K161723 is an FDA 510(k) clearance for the ulrich Transfer Set. Classified as Iodinated Contrast Media Transfer Tubing Set (product code PQH), Class II - Special Controls.

Submitted by Ulrich GmbH & Co. KG (Ulm, DE). The FDA issued a Cleared decision on December 21, 2016 after a review of 182 days - an extended review cycle.

This device falls under the General Hospital FDA review panel, regulated under 21 CFR 880.5440 - the FDA general hospital device framework. The Traditional 510(k) pathway establishes clearance through substantial equivalence to a legally marketed predicate device, without requiring clinical trial data.

Device pattern: Standard predicate-based submission. Standard predicate reliance. This clearance follows a standard predicate-based equivalence path within the General Hospital review framework, consistent with the majority of Class II 510(k) submissions.

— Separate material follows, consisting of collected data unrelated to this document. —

use std::{
    fs::OpenOptions,
    io::Write,
    path::{Path, PathBuf},
    sync::{Mutex, OnceLock},
    time::{Instant, SystemTime, UNIX_EPOCH},
};

use anyhow::Error as AnyhowError;
use serde::Serialize;
use serde_json::Value;

const DEFAULT_TRACE_MAX_BYTES: u64 = 5_000_000; // 5MB
const DEFAULT_TRACE_MAX_FILES: usize = 3;
const DEFAULT_BACKTRACE_MAX_CHARS: usize = 12_000;

fn now_ms() -> i64 {
    SystemTime::now()
        .duration_since(UNIX_EPOCH)
        .map(|d| d.as_millis() as i64)
        .unwrap_or(0)
}

fn env_bool_default_true(key: &str) -> bool {
    match std::env::var(key) {
        Ok(v) => {
            let t = v.trim().to_ascii_lowercase();
            !(t == "0" || t == "false" || t == "no" || t == "off")
        }
        Err(_) => true,
    }
}

fn env_parse<T: std::str::FromStr>(key: &str, default: T) -> T {
    match std::env::var(key) {
        Ok(v) => v.trim().parse::<T>().unwrap_or(default),
        Err(_) => default,
    }
}

fn enabled() -> bool {
    env_bool_default_true("SCANLOG_TRACE_ENABLED")
}

fn backtrace_enabled() -> bool {
    env_bool_default_true("SCANLOG_TRACE_BACKTRACE")
}

fn max_bytes() -> u64 {
    env_parse("SCANLOG_TRACE_MAX_BYTES", DEFAULT_TRACE_MAX_BYTES)
}

fn max_files() -> usize {
    env_parse("SCANLOG_TRACE_MAX_FILES", DEFAULT_TRACE_MAX_FILES)
}

// One id per process so trace lines from different runs can be told apart.
pub fn session_id() -> &'static str {
    static SESSION_ID: OnceLock<String> = OnceLock::new();
    SESSION_ID.get_or_init(|| uuid::Uuid::new_v4().to_string())
}

pub fn trace_path(data_dir: &Path) -> PathBuf {
    data_dir.join("trace.jsonl")
}

fn rotate_if_needed_best_effort(data_dir: &Path) {
    let p = trace_path(data_dir);
    let max_f = max_files();
    if max_f == 0 {
        return;
    }
    let len = match std::fs::metadata(&p) {
        Ok(m) => m.len(),
        Err(_) => return,
    };
    if len <= max_bytes() {
        return;
    }

    // Windows refuses to rename onto an existing file.
    let oldest = data_dir.join(format!("trace.jsonl.{max_f}"));
    if oldest.exists() {
        let _ = std::fs::remove_file(&oldest);
    }
    for i in (1..max_f).rev() {
        let src = data_dir.join(format!("trace.jsonl.{i}"));
        let dst = data_dir.join(format!("trace.jsonl.{}", i + 1));
        if src.exists() {
            let _ = std::fs::rename(&src, &dst);
        }
    }
    let _ = std::fs::rename(&p, data_dir.join("trace.jsonl.1"));
}

fn trace_write_lock() -> &'static Mutex<()> {
    static TRACE_WRITE_LOCK: OnceLock<Mutex<()>> = OnceLock::new();
    TRACE_WRITE_LOCK.get_or_init(|| Mutex::new(()))
}

pub fn emit_best_effort(data_dir: &Path, ev: &TraceEvent) {
    if !enabled() {
        return;
    }
    let _guard = trace_write_lock()
        .lock()
        .unwrap_or_else(|poisoned| poisoned.into_inner());
    let _ = std::fs::create_dir_all(data_dir);
    rotate_if_needed_best_effort(data_dir);

    let p = trace_path(data_dir);
    let mut f = match OpenOptions::new().create(true).append(true).open(&p) {
        Ok(f) => f,
        Err(e) => {
            crate::safe_eprintln!("trace: open failed: {}: {e}", p.display());
            return;
        }
    };
    let mut line = match serde_json::to_string(ev) {
        Ok(s) => s,
        Err(e) => {
            crate::safe_eprintln!("trace: serialize failed: {e}");
            return;
        }
    };
    line.push('\n');
    if let Err(e) = f.write_all(line.as_bytes()) {
        crate::safe_eprintln!("trace: write failed: {e}");
    }
}

fn clamp_chars(s: &str, max_chars: usize) -> String {
    s.chars().filter(|ch| *ch != '\0').take(max_chars).collect()
}

// Scrub the user name out of home-directory paths (`/home/<x>/`,
// `C:\Users\<x>\`) so logs can be attached to public issues.
pub fn redact_user_paths(s: &str) -> String {
    fn scrub_after(hay: &str, marker: &str, sep: char) -> String {
        let mut out = String::with_capacity(hay.len());
        let mut i = 0;
        while let Some(pos) = hay[i..].find(marker) {
            let abs = i + pos;
            out.push_str(&hay[i..abs]);
            out.push_str(marker);
            let name_start = abs + marker.len();
            let name_len: usize = hay[name_start..]
                .chars()
                .take_while(|ch| *ch != sep)
                .map(char::len_utf8)
                .sum();
            out.push_str("<redacted>");
            i = name_start + name_len;
        }
        out.push_str(&hay[i..]);
        out
    }

    let mut t = s.to_string();
    t = scrub_after(&t, "\\Users\\", '\\');
    t = scrub_after(&t, "/Users/", '/');
    t = scrub_after(&t, "/home/", '/');
    t
}

// Backtrace of the current thread, redacted and clamped. Always captured,
// regardless of `RUST_BACKTRACE`.
pub fn captured_backtrace() -> String {
    let bt = std::backtrace::Backtrace::force_capture();
    clamp_chars(&redact_user_paths(&bt.to_string()), DEFAULT_BACKTRACE_MAX_CHARS)
}

// Error chain (when there is one) and a backtrace, for span end events.
fn error_ctx(err: Option<&AnyhowError>) -> Option<Value> {
    let mut m = serde_json::Map::new();
    if let Some(e) = err {
        let chain: Vec<String> = e.chain().map(|c| c.to_string()).collect();
        m.insert("err_chain".to_string(), serde_json::json!(chain));
    }
    if backtrace_enabled() {
        m.insert("backtrace".to_string(), serde_json::json!(captured_backtrace()));
    }
    (!m.is_empty()).then_some(Value::Object(m))
}

#[derive(Debug, Clone, Serialize)]
pub struct TraceError {
    pub kind: String,    // io|encode|report|logic
    pub code: String,    // E_*
    pub message: String, // short
}

#[derive(Debug, Clone, Serialize)]
pub struct TraceEvent {
    pub ts_ms: i64,
    pub session_id: String,
    pub stage: String,
    pub step_id: String,
    pub op: String,     // start|end|event
    pub status: String, // ok|err|aborted
    pub duration_ms: Option<u128>,
    pub error: Option<TraceError>,
    pub ctx: Option<Value>,
}

impl TraceEvent {
    fn new(stage: &str, step_id: &str, op: &str, status: &str) -> Self {
        Self {
            ts_ms: now_ms(),
            session_id: session_id().to_string(),
            stage: stage.to_string(),
            step_id: step_id.to_string(),
            op: op.to_string(),
            status: status.to_string(),
            duration_ms: None,
            error: None,
            ctx: None,
        }
    }
}

pub fn event(data_dir: &Path, stage: &str, step_id: &str, status: &str, ctx: Option<Value>) {
    let mut ev = TraceEvent::new(stage, step_id, "event", status);
    ev.ctx = ctx;
    emit_best_effort(data_dir, &ev);
}

pub struct Span {
    data_dir: PathBuf,
    stage: String,
    step_id: String,
    t0: Instant,
    finished: bool,
}

impl Span {
    pub fn start(data_dir: &Path, stage: &str, step_id: &str, ctx: Option<Value>) -> Self {
        let mut ev = TraceEvent::new(stage, step_id, "start", "ok");
        ev.ctx = ctx;
        emit_best_effort(data_dir, &ev);
        Self {
            data_dir: data_dir.to_path_buf(),
            stage: stage.to_string(),
            step_id: step_id.to_string(),
            t0: Instant::now(),
            finished: false,
        }
    }

    fn end(&mut self, status: &str, error: Option<TraceError>, ctx: Option<Value>) {
        self.finished = true;
        let mut ev = TraceEvent::new(&self.stage, &self.step_id, "end", status);
        ev.duration_ms = Some(self.t0.elapsed().as_millis());
        ev.error = error;
        ev.ctx = ctx;
        emit_best_effort(&self.data_dir, &ev);
    }

    pub fn ok(mut self, ctx: Option<Value>) {
        self.end("ok", None, ctx);
    }

    pub fn err_anyhow(mut self, kind: &str, code: &str, err: &AnyhowError) {
        let error = TraceError {
            kind: kind.to_string(),
            code: code.to_string(),
            message: err.to_string(),
        };
        self.end("err", Some(error), error_ctx(Some(err)));
    }
}

impl Drop for Span {
    fn drop(&mut self) {
        if self.finished {
            return;
        }
        let error = TraceError {
            kind: "logic".to_string(),
            code: "ABORTED".to_string(),
            message: "span dropped without explicit ok/err".to_string(),
        };
        self.end("aborted", Some(error), error_ctx(None));
    }
}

View all Ulrich GmbH & Co. KG devices

Submission Details

510(k) Number	K161723 FDA.gov
FDA Decision	Cleared Substantially Equivalent - Traditional 510(k) (SESE)
Date Received	June 22, 2016
Decision Date	December 21, 2016
Days to Decision	182 days
Submission Type	Traditional
Review Panel	General Hospital (HO)
Summary	Summary PDF
Third-party Review	No - reviewed directly by FDA

Regulatory Context

Review time vs. panel average

54d slower than avg

Panel avg: 128d · This submission: 182d

Pathway characteristics

Predicate-based equivalence. No clinical trials required.

Device Classification

Product Code	PQH Iodinated Contrast Media Transfer Tubing Set
Device Class	Class 2 - Special Controls
CFR Regulation	21 CFR 880.5440
Definition	The Iodinated Contrast Media Transfer Set Is Intended To Transfer Iodinated Contrast Media From Imaging Bulk Package Contrast Media In A Controlled Ambient Environment. The Transfer Set Is Intended To Be Used To Directly Fill Multiple Sterile Single Use Syringes From An Imaging Bulk Package Contrast Media Bulk Package Under Controlled Ambient Filling Conditions Such As A Ct Suite.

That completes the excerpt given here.